Del resto, sono proprio queste le caratteristiche che hanno reso famoso Indiana Jones; George Lucas ha raccontato di essersi ispirato ai vecchi film d’avventura degli anni ’30, ma anche ai fumetti di Carl Barks con protagonista niente meno che Paperon De’ Paperoni, alle prese con la ricerca di preziosi tesori; il personaggio, che in parte ricalca la figura dell’archeologo italiano Giovanni Battista Belzoni, noto per il suo spirito intraprendente e i modi rudi, è abbozzato fin dal 1973, ma solo 8 anni dopo Lucas, reduce dai successi di “Star Wars”, riesce a dedicarsi a Indiana Jones, come produttore e sceneggiatore. La regia, infatti, viene affidata all’amico Steven Spielberg -che cambia il cognome del personaggio da Smith a Jones-, reduce dal flop di “1941 – Allarme a Hollywood” e fermo da due anni. Per interpretare il protagonista viene scelto Tom Selleck, il famoso “Magnum, P.I.” della televisione, provvidenzialmente sostituito da Harrison Ford, ormai lanciato dal ruolo di Han Solo in “Guerre Stellari”: oggi sembra impossibile immaginare sotto il celebre borsalino un volto diverso da quello di Ford.
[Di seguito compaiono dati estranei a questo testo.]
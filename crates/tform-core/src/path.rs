//! Path expressions for reaching into records
//!
//! A [`FieldPath`] is an ordered list of key and index steps such as
//! `address.home.city` or `orders[0].lines[2].sku`. Evaluating a path through
//! an [`Accessor`](crate::Accessor) is the same as chaining the equivalent
//! `get`/`at` calls by hand, so absent intermediate values never fail and
//! tracing sees every key step.
//!
//! Grammar:
//!
//! ```text
//! path    := segment ( '.' segment | bracket )*
//! segment := key bracket* | bracket+
//! key     := any characters except '.', '[' and ']'
//! bracket := '[' digits ']' | '["' chars '"]' | "['" chars "']"
//! ```
//!
//! Copyright (c) 2025 Tform Contributors
//! Licensed under the Apache-2.0 license

use std::fmt;
use std::str::FromStr;
use thiserror::Error;

/// Errors produced while parsing a path expression
#[derive(Error, Debug, Clone, PartialEq, Eq)]
pub enum PathError {
    #[error("path expression is empty")]
    Empty,

    #[error("empty key segment at position {position}")]
    EmptySegment { position: usize },

    #[error("invalid array index '{index}' at position {position}")]
    InvalidIndex { index: String, position: usize },

    #[error("unclosed bracket opened at position {position}")]
    UnclosedBracket { position: usize },

    #[error("unexpected character '{found}' at position {position}")]
    UnexpectedCharacter { found: char, position: usize },
}

/// One step of a path
#[derive(Debug, Clone, PartialEq, Eq, Hash)]
pub enum PathStep {
    /// Named property of an object
    Key(String),
    /// Position in an array
    Index(usize),
}

/// A parsed path expression
#[derive(Debug, Clone, Default, PartialEq, Eq, Hash)]
pub struct FieldPath {
    steps: Vec<PathStep>,
}

impl FieldPath {
    /// Create an empty path, which resolves to the handle it is applied to
    pub fn root() -> Self {
        Self::default()
    }

    /// Parse a path expression
    pub fn parse(input: &str) -> Result<Self, PathError> {
        if input.is_empty() {
            return Err(PathError::Empty);
        }

        let chars: Vec<(usize, char)> = input.char_indices().collect();
        let mut steps = Vec::new();
        let mut i = 0;
        // true at the start and right after a '.', where a key may begin
        let mut segment_start = true;

        while i < chars.len() {
            let (position, c) = chars[i];
            match c {
                '.' => {
                    if segment_start {
                        return Err(PathError::EmptySegment { position });
                    }
                    segment_start = true;
                    i += 1;
                }
                '[' => {
                    let (step, next) = parse_bracket(input, &chars, i)?;
                    steps.push(step);
                    segment_start = false;
                    i = next;
                }
                ']' => return Err(PathError::UnexpectedCharacter { found: c, position }),
                _ => {
                    if !segment_start {
                        return Err(PathError::UnexpectedCharacter { found: c, position });
                    }
                    let start = position;
                    while i < chars.len() && !matches!(chars[i].1, '.' | '[' | ']') {
                        i += 1;
                    }
                    let end = chars.get(i).map_or(input.len(), |(p, _)| *p);
                    steps.push(PathStep::Key(input[start..end].to_string()));
                    segment_start = false;
                }
            }
        }

        if segment_start {
            return Err(PathError::EmptySegment {
                position: input.len(),
            });
        }

        Ok(Self { steps })
    }

    /// Append a key step
    pub fn key(mut self, key: impl Into<String>) -> Self {
        self.steps.push(PathStep::Key(key.into()));
        self
    }

    /// Append an index step
    pub fn index(mut self, index: usize) -> Self {
        self.steps.push(PathStep::Index(index));
        self
    }

    pub fn steps(&self) -> &[PathStep] {
        &self.steps
    }

    pub fn len(&self) -> usize {
        self.steps.len()
    }

    pub fn is_empty(&self) -> bool {
        self.steps.is_empty()
    }

    /// Key steps only, in order
    pub fn keys(&self) -> impl Iterator<Item = &str> {
        self.steps.iter().filter_map(|step| match step {
            PathStep::Key(key) => Some(key.as_str()),
            PathStep::Index(_) => None,
        })
    }
}

fn parse_bracket(
    input: &str,
    chars: &[(usize, char)],
    open: usize,
) -> Result<(PathStep, usize), PathError> {
    let position = chars[open].0;
    let mut j = open + 1;

    match chars.get(j) {
        None => Err(PathError::UnclosedBracket { position }),
        Some(&(_, quote @ ('"' | '\''))) => {
            j += 1;
            let start = j;
            while j < chars.len() && chars[j].1 != quote {
                j += 1;
            }
            if j >= chars.len() {
                return Err(PathError::UnclosedBracket { position });
            }
            let begin = chars.get(start).map_or(input.len(), |(p, _)| *p);
            let key = input[begin..chars[j].0].to_string();
            j += 1;
            match chars.get(j) {
                Some(&(_, ']')) => Ok((PathStep::Key(key), j + 1)),
                Some(&(p, found)) => Err(PathError::UnexpectedCharacter {
                    found,
                    position: p,
                }),
                None => Err(PathError::UnclosedBracket { position }),
            }
        }
        Some(_) => {
            let start = j;
            while j < chars.len() && chars[j].1 != ']' {
                j += 1;
            }
            if j >= chars.len() {
                return Err(PathError::UnclosedBracket { position });
            }
            let raw = &input[chars[start].0..chars[j].0];
            let index = raw.parse::<usize>().map_err(|_| PathError::InvalidIndex {
                index: raw.to_string(),
                position: chars[start].0,
            })?;
            Ok((PathStep::Index(index), j + 1))
        }
    }
}

impl FromStr for FieldPath {
    type Err = PathError;

    fn from_str(s: &str) -> Result<Self, Self::Err> {
        Self::parse(s)
    }
}

impl fmt::Display for FieldPath {
    fn fmt(&self, f: &mut fmt::Formatter<'_>) -> fmt::Result {
        for (i, step) in self.steps.iter().enumerate() {
            match step {
                PathStep::Key(key) if key.is_empty() || key.contains(['.', '[', ']']) => {
                    write!(f, "[\"{}\"]", key)?
                }
                PathStep::Key(key) => {
                    if i > 0 {
                        write!(f, ".")?;
                    }
                    write!(f, "{}", key)?
                }
                PathStep::Index(index) => write!(f, "[{}]", index)?,
            }
        }
        Ok(())
    }
}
Il successo del film è stato immediato, la trilogia degli anni ’80, “I Predatori dell’Arca Perduta” (1981), “Il Tempio Maledetto“ (1984) e “L’Ultima Crociata“ (1989), con Sean Connery nei panni del padre del protagonista e, per l’ultima volta, Denholm Elliott in quelli dell’amico Marcus Brody, ha consegnato al pubblico un personaggio capace di incarnare il senso di meraviglia del cinema delle origini in tempi in cui gli effetti speciali già stavano rivoluzionando la “macchina dei sogni”, grazie a un meccanismo narrativo perfetto, votato con grande intelligenza all’intrattenimento nella sua forma più pura e spettacolare.
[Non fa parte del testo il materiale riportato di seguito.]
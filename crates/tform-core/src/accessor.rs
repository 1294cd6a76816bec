//! Null-safe record accessor
//!
//! [`Accessor`] is a small `Copy` handle over a value reachable from a record
//! root. Any key or index can be read from any handle: when the underlying
//! value is absent or is not a container, the read yields another absent
//! handle instead of failing. The null check is deferred to the moment a
//! value is finally resolved, either with [`Accessor::value`] (absent stays
//! `None`) or with one of the fallback forms such as [`Accessor::value_or`].
//!
//! ```
//! use serde_json::json;
//! use tform_core::Accessor;
//!
//! let record = json!({"a": "hello", "b": {"d": "world"}});
//! let x = Accessor::new(&record);
//!
//! assert_eq!(x.get("a").as_str(), Some("hello"));
//! assert_eq!(x.get("b").get("d").as_str(), Some("world"));
//! assert_eq!(x.get("b").get("z").value(), None);
//! assert_eq!(x.get("b").get("z").value_or("default"), json!("default"));
//! assert_eq!(x.get("y").get("z").get("a").get("b").value(), None);
//! ```
//!
//! A JSON `null` is a present value: only absence triggers a fallback.
//!
//! Copyright (c) 2025 Tform Contributors
//! Licensed under the Apache-2.0 license

use crate::path::{FieldPath, PathError, PathStep};
use crate::trace::AccessObserver;
use crate::utility::string_of;
use serde::de::DeserializeOwned;
use serde_json::{Map, Value};
use std::fmt;
use std::iter::FusedIterator;

/// Wrap `value` in a fresh, untraced accessor
pub fn wrap(value: &Value) -> Accessor<'_> {
    Accessor::new(value)
}

/// Null-safe handle over a value reachable from a record
#[derive(Clone, Copy, Default)]
pub struct Accessor<'a> {
    value: Option<&'a Value>,
    observer: Option<&'a dyn AccessObserver>,
}

impl<'a> Accessor<'a> {
    pub fn new(value: &'a Value) -> Self {
        Self {
            value: Some(value),
            observer: None,
        }
    }

    /// A handle over nothing
    pub fn absent() -> Self {
        Self::default()
    }

    pub fn from_option(value: Option<&'a Value>) -> Self {
        Self {
            value,
            observer: None,
        }
    }

    /// Attach an observer; see [`crate::trace::trace`]
    pub fn traced(self, observer: &'a dyn AccessObserver) -> Self {
        Self {
            observer: Some(observer),
            ..self
        }
    }

    pub fn is_traced(&self) -> bool {
        self.observer.is_some()
    }

    fn derive(&self, value: Option<&'a Value>) -> Self {
        Self {
            value,
            observer: self.observer,
        }
    }

    // Navigation

    /// Read a named property
    ///
    /// Objects are read by key and arrays by decimal position; every other
    /// value (including absent and `null`) yields an absent handle. The key
    /// is reported to the observer whether or not it resolves.
    pub fn get(&self, key: &str) -> Accessor<'a> {
        if let Some(observer) = self.observer {
            observer.record_key(key);
        }
        let next = match self.value {
            Some(Value::Object(map)) => map.get(key),
            Some(Value::Array(items)) => key.parse::<usize>().ok().and_then(|i| items.get(i)),
            _ => None,
        };
        self.derive(next)
    }

    /// Read an array position
    pub fn at(&self, index: usize) -> Accessor<'a> {
        let next = match self.value {
            Some(Value::Array(items)) => items.get(index),
            _ => None,
        };
        self.derive(next)
    }

    /// Follow every step of `path`
    pub fn path(&self, path: &FieldPath) -> Accessor<'a> {
        path.steps().iter().fold(*self, |handle, step| match step {
            PathStep::Key(key) => handle.get(key),
            PathStep::Index(index) => handle.at(*index),
        })
    }

    /// Parse `path` and follow it
    pub fn select(&self, path: &str) -> Result<Accessor<'a>, PathError> {
        Ok(self.path(&FieldPath::parse(path)?))
    }

    // Resolution

    /// The underlying value, or `None` when absent
    pub fn value(&self) -> Option<&'a Value> {
        self.value
    }

    /// The underlying value, or `fallback` when absent
    pub fn or(&self, fallback: &'a Value) -> &'a Value {
        self.value.unwrap_or(fallback)
    }

    /// An owned copy of the underlying value, or `fallback` when absent
    pub fn value_or(&self, fallback: impl Into<Value>) -> Value {
        match self.value {
            Some(value) => value.clone(),
            None => fallback.into(),
        }
    }

    pub fn cloned(&self) -> Option<Value> {
        self.value.cloned()
    }

    pub fn is_present(&self) -> bool {
        self.value.is_some()
    }

    pub fn is_absent(&self) -> bool {
        self.value.is_none()
    }

    pub fn is_null(&self) -> bool {
        matches!(self.value, Some(Value::Null))
    }

    // Typed resolution. The `*_or` forms fall back when the value is absent
    // or has a different type.

    pub fn as_str(&self) -> Option<&'a str> {
        self.value.and_then(Value::as_str)
    }

    pub fn str_or(&self, fallback: &'a str) -> &'a str {
        self.as_str().unwrap_or(fallback)
    }

    /// Owned string, if the value is a string
    pub fn string(&self) -> Option<String> {
        self.as_str().map(str::to_owned)
    }

    pub fn string_or(&self, fallback: impl Into<String>) -> String {
        self.string().unwrap_or_else(|| fallback.into())
    }

    /// Textual form of any present value; strings are returned unquoted
    pub fn text(&self) -> Option<String> {
        self.value.map(string_of)
    }

    pub fn as_i64(&self) -> Option<i64> {
        self.value.and_then(Value::as_i64)
    }

    pub fn i64_or(&self, fallback: i64) -> i64 {
        self.as_i64().unwrap_or(fallback)
    }

    pub fn as_u64(&self) -> Option<u64> {
        self.value.and_then(Value::as_u64)
    }

    pub fn as_f64(&self) -> Option<f64> {
        self.value.and_then(Value::as_f64)
    }

    pub fn f64_or(&self, fallback: f64) -> f64 {
        self.as_f64().unwrap_or(fallback)
    }

    pub fn as_bool(&self) -> Option<bool> {
        self.value.and_then(Value::as_bool)
    }

    pub fn bool_or(&self, fallback: bool) -> bool {
        self.as_bool().unwrap_or(fallback)
    }

    pub fn as_object(&self) -> Option<&'a Map<String, Value>> {
        self.value.and_then(Value::as_object)
    }

    pub fn as_array(&self) -> Option<&'a Vec<Value>> {
        self.value.and_then(Value::as_array)
    }

    /// Deserialize the underlying value; absent gives `Ok(None)`
    pub fn deserialize<T: DeserializeOwned>(&self) -> Result<Option<T>, serde_json::Error> {
        self.value.map(T::deserialize).transpose()
    }

    // Containers

    /// Number of elements or entries, for arrays and objects
    pub fn len(&self) -> Option<usize> {
        match self.value {
            Some(Value::Array(items)) => Some(items.len()),
            Some(Value::Object(map)) => Some(map.len()),
            _ => None,
        }
    }

    /// Lazy sequence of element handles; empty unless the value is an array
    ///
    /// Element handles inherit this handle's observer, so `map`/`filter`
    /// callbacks keep null-safe and traced access.
    pub fn elements(&self) -> Elements<'a> {
        let items: &'a [Value] = match self.value {
            Some(Value::Array(items)) => items.as_slice(),
            _ => &[],
        };
        Elements {
            inner: items.iter(),
            observer: self.observer,
        }
    }

    /// Lazy sequence of `(key, handle)` pairs; empty unless the value is an
    /// object. Each yielded key counts as a read.
    pub fn entries(&self) -> Entries<'a> {
        Entries {
            inner: self.as_object().map(|map| map.iter()),
            observer: self.observer,
        }
    }
}

impl<'a> From<&'a Value> for Accessor<'a> {
    fn from(value: &'a Value) -> Self {
        Accessor::new(value)
    }
}

impl fmt::Debug for Accessor<'_> {
    fn fmt(&self, f: &mut fmt::Formatter<'_>) -> fmt::Result {
        f.debug_struct("Accessor")
            .field("value", &self.value)
            .field("traced", &self.observer.is_some())
            .finish()
    }
}

/// Element handles of an array, see [`Accessor::elements`]
#[derive(Clone)]
pub struct Elements<'a> {
    inner: std::slice::Iter<'a, Value>,
    observer: Option<&'a dyn AccessObserver>,
}

impl<'a> Elements<'a> {
    fn handle(&self, value: &'a Value) -> Accessor<'a> {
        Accessor {
            value: Some(value),
            observer: self.observer,
        }
    }
}

impl<'a> Iterator for Elements<'a> {
    type Item = Accessor<'a>;

    fn next(&mut self) -> Option<Self::Item> {
        let value = self.inner.next()?;
        Some(self.handle(value))
    }

    fn size_hint(&self) -> (usize, Option<usize>) {
        self.inner.size_hint()
    }
}

impl DoubleEndedIterator for Elements<'_> {
    fn next_back(&mut self) -> Option<Self::Item> {
        let value = self.inner.next_back()?;
        Some(self.handle(value))
    }
}

impl ExactSizeIterator for Elements<'_> {}

impl FusedIterator for Elements<'_> {}

impl fmt::Debug for Elements<'_> {
    fn fmt(&self, f: &mut fmt::Formatter<'_>) -> fmt::Result {
        f.debug_struct("Elements")
            .field("remaining", &self.inner.len())
            .finish()
    }
}

/// Key/handle pairs of an object, see [`Accessor::entries`]
pub struct Entries<'a> {
    inner: Option<serde_json::map::Iter<'a>>,
    observer: Option<&'a dyn AccessObserver>,
}

impl<'a> Iterator for Entries<'a> {
    type Item = (&'a str, Accessor<'a>);

    fn next(&mut self) -> Option<Self::Item> {
        let (key, value) = self.inner.as_mut()?.next()?;
        if let Some(observer) = self.observer {
            observer.record_key(key);
        }
        Some((
            key.as_str(),
            Accessor {
                value: Some(value),
                observer: self.observer,
            },
        ))
    }
}

impl fmt::Debug for Entries<'_> {
    fn fmt(&self, f: &mut fmt::Formatter<'_>) -> fmt::Result {
        f.debug_struct("Entries").finish_non_exhaustive()
    }
}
Che ne sarà di Indy -così era solito chiamarlo Short Round, giovanissimo compagno d’avventura, interpretato Ke Huy Quan (vincitore del Premio Oscar per Everything Everywhere All At Once)-, dopo quest’ultimo film? Negli anni ’90 il personaggio è stato già protagonista di una serie televisiva, “Le avventure del giovane Indiana Jones”, che a suo tempo, nonostante la fattura pregevole, non ha riscosso molto successo, ma non è detto che il professor Jones, già comparso in romanzi, fumetti e videogiochi, non possa ispirare una nuova epopea in streaming, con altri giovani personaggi per cui risuonerà, immancabile, il celebre tema composto da John Williams.